Conclusion and Recommendations

Investing in the formulation and commercialization of Claforan (Thiamphenicol) in Dextrose 5% in Plastic Containers presents an opportunity within the expanding IV antibiotics market, especially in emerging regions. The compound’s off-patent status allows for lighter regulatory hurdles but demands efficiency in manufacturing and strategic market penetration to realize profitable returns.

Projected growth is moderate, favoring firms with existing healthcare infrastructure and supply chain capabilities. Key success factors include regulatory alignment, competitive pricing, tailored regional strategies, and strong partnerships.

Final advice: Close monitoring of regional epidemiology, technological advancements in aseptic manufacturing, and evolving reimbursement policies will be critical for maximizing financial trajectory.


Key Takeaways

  • The global IV antibiotic market grows at 5.2% CAGR, with significant opportunities in Asia-Pacific and emerging markets.
  • As an off-patent formulation, Claforan in Dextrose 5% can leverage existing manufacturing and distribution channels.
  • Regulatory pathways are established but vary regionally; early engagement reduces delays.
  • Revenue projections suggest USD 200-300 million annual peak potential, contingent on market access and competitive dynamics.
  • Strategic partnerships and cost-efficient manufacturing are critical for successful investment.

FAQs

  1. What are the main regulatory hurdles for launching Claforan (Thiamphenicol) in new markets?
    Regulatory agencies require demonstration of sterility, stability, and bioequivalence. Pathways vary—510(k) in the U.S., centralized procedures in the EU, with additional documentation for sterile injectable approval.

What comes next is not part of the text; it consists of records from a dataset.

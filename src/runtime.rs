// ABOUTME: Runtime state — variables, arrays, stacks, PC, error state, DATA pool (spec §3, §4.F)

use crate::ast::{DataItem, Name, NumberLit, Program, TypeTag};
use crate::error::BasicError;
use crate::limits::ResourceLimiter;
use crate::value::{ArrayValue, Value};
use std::collections::HashMap;

/// `(line_number, stmt_index)` — spec §3 PC.
#[derive(Debug, Clone, Copy, PartialEq, Eq)]
pub struct Pc {
    pub line: u32,
    pub stmt_index: usize,
}

impl Pc {
    pub fn new(line: u32, stmt_index: usize) -> Self {
        Pc { line, stmt_index }
    }
}

#[derive(Debug, Clone)]
pub struct ForFrame {
    pub control_var: String,
    pub limit: Value,
    pub step: Value,
    pub body_pc: Pc,
}

#[derive(Debug, Clone, Copy)]
pub struct ErrorState {
    pub last_code: Option<u16>,
    pub last_line: Option<u32>,
    pub handler_pc: Option<Pc>,
    pub handler_active: bool,
    pub resume_pc: Option<Pc>,
}

impl Default for ErrorState {
    fn default() -> Self {
        ErrorState {
            last_code: None,
            last_line: None,
            handler_pc: None,
            handler_active: false,
            resume_pc: None,
        }
    }
}

#[derive(Debug, Clone)]
pub struct UserFunction {
    pub params: Vec<Name>,
    pub body: crate::ast::Expr,
}

#[derive(Debug, Clone)]
pub struct DataPool {
    items: Vec<Value>,
    /// Start index of each DATA statement's first item, keyed by line, used
    /// by `RESTORE <line>` (spec §4.H).
    line_offsets: HashMap<u32, usize>,
    cursor: usize,
}

impl DataPool {
    pub fn build(program: &Program) -> Self {
        let mut items = Vec::new();
        let mut line_offsets = HashMap::new();
        for (&line_num, line) in program.lines.iter() {
            let mut recorded_for_line = false;
            for stmt in &line.statements {
                if let crate::ast::Stmt::Data { values, .. } = stmt {
                    if !recorded_for_line {
                        line_offsets.insert(line_num, items.len());
                        recorded_for_line = true;
                    }
                    for v in values {
                        items.push(match v {
                            DataItem::Number(NumberLit::Integer(n)) => Value::Integer(*n as i16),
                            DataItem::Number(NumberLit::Single(f)) => Value::Single(*f),
                            DataItem::Number(NumberLit::Double(f)) => Value::Double(*f),
                            DataItem::Str(s) => Value::Str(s.clone()),
                        });
                    }
                }
            }
        }
        DataPool {
            items,
            line_offsets,
            cursor: 0,
        }
    }

    pub fn read_next(&mut self) -> Result<Value, BasicError> {
        let v = self.items.get(self.cursor).cloned().ok_or(BasicError::OutOfData)?;
        self.cursor += 1;
        Ok(v)
    }

    pub fn restore(&mut self, line: Option<u32>) -> Result<(), BasicError> {
        match line {
            None => {
                self.cursor = 0;
                Ok(())
            }
            Some(n) => {
                self.cursor = *self.line_offsets.get(&n).ok_or(BasicError::UndefinedLine(n))?;
                Ok(())
            }
        }
    }
}

#[derive(Debug, Clone, PartialEq)]
pub enum OpenFileMode {
    Input,
    Output,
    Append,
    Random,
}

#[derive(Debug, Clone)]
pub struct OpenFileRecord {
    pub path: String,
    pub mode: OpenFileMode,
    pub record_len: Option<usize>,
    pub fields: Vec<(usize, Name)>,
    /// Buffered file contents for sequential/random access (spec §4.L).
    pub contents: Vec<u8>,
    /// Byte offset of the next read/write (LOC advances it, EOF/LOF read it).
    pub cursor: usize,
    /// The file-IO collaborator's own handle for this file, distinct from
    /// the BASIC-program file number this record is keyed by.
    pub native_handle: i32,
}

/// Exposed operations used by the interpreter (spec §4.F).
pub struct Runtime {
    variables: HashMap<String, Value>,
    arrays: HashMap<String, ArrayValue>,
    pub def_type_map: crate::ast::DefTypeMap,
    pub option_base: i32,
    option_base_set: bool,
    any_array_declared: bool,

    pub gosub_stack: Vec<Pc>,
    pub for_stack: Vec<ForFrame>,
    pub while_stack: Vec<Pc>,

    pub error_state: ErrorState,
    pub data_pool: DataPool,
    pub open_files: HashMap<i32, OpenFileRecord>,
    pub user_functions: HashMap<String, UserFunction>,

    pub rng_seed: u64,
    pub last_rnd: f64,

    pub limiter: ResourceLimiter,
    pub stopped_at: Option<Pc>,
    pub trace_enabled: bool,

    /// Current console output column, for `TAB`/`POS` (spec §4.G).
    pub print_column: usize,
    /// Pending keystrokes for `INKEY$`, pushed by the host before each tick.
    pub keyboard_buffer: std::collections::VecDeque<char>,
}

impl Runtime {
    pub fn new(program: &Program, limiter: ResourceLimiter) -> Self {
        Runtime {
            variables: HashMap::new(),
            arrays: HashMap::new(),
            def_type_map: program.def_type_map.clone(),
            option_base: 0,
            option_base_set: false,
            any_array_declared: false,
            gosub_stack: Vec::new(),
            for_stack: Vec::new(),
            while_stack: Vec::new(),
            error_state: ErrorState::default(),
            data_pool: DataPool::build(program),
            open_files: HashMap::new(),
            user_functions: HashMap::new(),
            rng_seed: 0x2545F4914F6CDD1D,
            last_rnd: 0.0,
            limiter,
            stopped_at: None,
            trace_enabled: false,
            print_column: 0,
            keyboard_buffer: std::collections::VecDeque::new(),
        }
    }

    fn effective_type(&self, name: &Name) -> TypeTag {
        self.def_type_map.effective_type(name)
    }

    pub fn set_variable(&mut self, name: &Name, value: Value) -> Result<(), BasicError> {
        let tag = self.effective_type(name);
        let coerced = value.coerce(tag)?;
        if let Value::Str(s) = &coerced {
            self.limiter.check_string_len(s.len())?;
        }
        self.variables.insert(name.canonical(), coerced);
        Ok(())
    }

    pub fn get_variable(&self, name: &Name) -> Value {
        let tag = self.effective_type(name);
        self.variables
            .get(&name.canonical())
            .cloned()
            .unwrap_or_else(|| Value::zero_for(tag))
    }

    pub fn set_option_base(&mut self, base: i32) -> Result<(), BasicError> {
        if self.any_array_declared {
            return Err(BasicError::IllegalFunctionCall);
        }
        self.option_base = base;
        self.option_base_set = true;
        Ok(())
    }

    pub fn dim_array(&mut self, name: &Name, bounds: Vec<i32>) -> Result<(), BasicError> {
        self.any_array_declared = true;
        let key = name.canonical();
        if self.arrays.contains_key(&key) {
            return Err(BasicError::DuplicateDefinition);
        }
        let tag = self.effective_type(name);
        let arr = ArrayValue::new(tag, self.option_base, bounds);
        let bytes = arr.elements.len() * std::mem::size_of::<Value>();
        self.limiter.check_array_bytes(bytes)?;
        self.limiter.add_bytes(bytes)?;
        self.arrays.insert(key, arr);
        Ok(())
    }

    /// Implicitly dimension a 10-element array on first reference without a
    /// prior `DIM`, per classic MBASIC behavior.
    fn ensure_array(&mut self, name: &Name, dims: usize) -> Result<(), BasicError> {
        let key = name.canonical();
        if !self.arrays.contains_key(&key) {
            let tag = self.effective_type(name);
            let arr = ArrayValue::new(tag, self.option_base, vec![10; dims]);
            self.arrays.insert(key, arr);
        }
        Ok(())
    }

    pub fn array_get(&mut self, name: &Name, indices: &[i32]) -> Result<Value, BasicError> {
        self.ensure_array(name, indices.len())?;
        let arr = self.arrays.get(&name.canonical()).unwrap();
        let idx = arr.flat_index(indices)?;
        Ok(arr.elements[idx].clone())
    }

    pub fn array_set(&mut self, name: &Name, indices: &[i32], value: Value) -> Result<(), BasicError> {
        self.ensure_array(name, indices.len())?;
        let tag = self.effective_type(name);
        let coerced = value.coerce(tag)?;
        let arr = self.arrays.get_mut(&name.canonical()).unwrap();
        let idx = arr.flat_index(indices)?;
        arr.elements[idx] = coerced;
        Ok(())
    }

    pub fn erase_array(&mut self, name: &Name) {
        if let Some(arr) = self.arrays.remove(&name.canonical()) {
            let bytes = arr.elements.len() * std::mem::size_of::<Value>();
            self.limiter.remove_bytes(bytes);
        }
    }

    pub fn push_gosub(&mut self, return_pc: Pc) -> Result<(), BasicError> {
        self.limiter.push_gosub()?;
        self.gosub_stack.push(return_pc);
        Ok(())
    }

    pub fn pop_gosub(&mut self) -> Result<Pc, BasicError> {
        self.limiter.pop_gosub();
        self.gosub_stack.pop().ok_or(BasicError::ReturnWithoutGosub)
    }

    pub fn push_for(&mut self, frame: ForFrame) -> Result<(), BasicError> {
        self.limiter.push_for()?;
        self.for_stack.push(frame);
        Ok(())
    }

    pub fn pop_for(&mut self) -> Option<ForFrame> {
        self.limiter.pop_for();
        self.for_stack.pop()
    }

    pub fn top_for(&self) -> Option<&ForFrame> {
        self.for_stack.last()
    }

    /// `NEXT I` matches the innermost FOR with a matching control variable,
    /// popping everything nested inside it (spec §4.H).
    pub fn find_for_by_var(&mut self, var: &str) -> Option<ForFrame> {
        let pos = self
            .for_stack
            .iter()
            .rposition(|f| f.control_var.eq_ignore_ascii_case(var))?;
        for _ in pos..self.for_stack.len() {
            self.limiter.pop_for();
        }
        let frame = self.for_stack[pos].clone();
        self.for_stack.truncate(pos + 1);
        self.for_stack.pop();
        Some(frame)
    }

    pub fn push_while(&mut self, head_pc: Pc) -> Result<(), BasicError> {
        self.limiter.push_while()?;
        self.while_stack.push(head_pc);
        Ok(())
    }

    pub fn pop_while(&mut self) -> Result<Pc, BasicError> {
        self.limiter.pop_while();
        self.while_stack.pop().ok_or(BasicError::WendWithoutWhile)
    }

    pub fn record_error(&mut self, err: &BasicError, line: u32) {
        self.error_state.last_code = Some(err.code());
        self.error_state.last_line = Some(line);
    }

    /// Install the handler PC into the error state for the next
    /// `ON ERROR GOTO` dispatch (spec §4.H / §7).
    pub fn enter_handler(&mut self, handler: Pc, resume_at: Pc) -> Pc {
        self.error_state.handler_active = true;
        self.error_state.resume_pc = Some(resume_at);
        handler
    }

    pub fn clear_for_clear_stmt(&mut self) {
        self.variables.clear();
        self.arrays.clear();
        self.gosub_stack.clear();
        self.for_stack.clear();
        self.while_stack.clear();
        self.open_files.clear();
        self.error_state = ErrorState::default();
        self.limiter.reset_allocations();
        self.option_base_set = false;
        self.any_array_declared = false;
    }

    pub fn data_read_next(&mut self) -> Result<Value, BasicError> {
        self.data_pool.read_next()
    }

    pub fn data_restore(&mut self, line: Option<u32>) -> Result<(), BasicError> {
        self.data_pool.restore(line)
    }

    pub fn dump_variables(&self) -> &HashMap<String, Value> {
        &self.variables
    }
}

#[cfg(test)]
mod tests {
    use super::*;
    use crate::config::{LimitPreset, ResourceLimits};

    fn runtime() -> Runtime {
        let program = Program::new();
        Runtime::new(&program, ResourceLimiter::new(ResourceLimits::preset(LimitPreset::Local)))
    }

    #[test]
    fn get_variable_defaults_to_zero() {
        let rt = runtime();
        let n = Name::new("X", Some(TypeTag::Integer));
        assert_eq!(rt.get_variable(&n), Value::Integer(0));
    }

    #[test]
    fn set_then_get_roundtrips() {
        let mut rt = runtime();
        let n = Name::new("X", Some(TypeTag::Integer));
        rt.set_variable(&n, Value::Double(5.0)).unwrap();
        assert_eq!(rt.get_variable(&n), Value::Integer(5));
    }

    #[test]
    fn redim_without_erase_is_duplicate_definition() {
        let mut rt = runtime();
        let n = Name::new("A", None);
        rt.dim_array(&n, vec![10]).unwrap();
        assert_eq!(rt.dim_array(&n, vec![10]), Err(BasicError::DuplicateDefinition));
    }

    #[test]
    fn next_without_for_on_empty_stack() {
        let mut rt = runtime();
        assert!(rt.find_for_by_var("I").is_none());
    }

    #[test]
    fn gosub_return_without_gosub_errors() {
        let mut rt = runtime();
        assert_eq!(rt.pop_gosub(), Err(BasicError::ReturnWithoutGosub));
    }

    #[test]
    fn data_pool_builds_from_program_source_order() {
        use crate::token::KeywordCase;
        let program = crate::parser::parse_program("10 DATA 1, \"hi\", 3\n", KeywordCase::Preserve).unwrap();
        let mut pool = DataPool::build(&program);
        assert_eq!(pool.read_next().unwrap(), Value::Integer(1));
        assert_eq!(pool.read_next().unwrap(), Value::Str("hi".to_string()));
        assert_eq!(pool.read_next().unwrap(), Value::Integer(3));
        assert_eq!(pool.read_next(), Err(BasicError::OutOfData));
    }
}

  2. How does the off-patent status of Thiamphenicol influence market entry?
    It simplifies regulatory approval processes but increases competition from generics, necessitating differentiation through quality, branding, or strategic positioning.

  3. What regional markets offer the highest growth prospects?
    Asia-Pacific, driven by expanding healthcare infrastructure and infectious disease burden, offers the highest CAGR and market size potential.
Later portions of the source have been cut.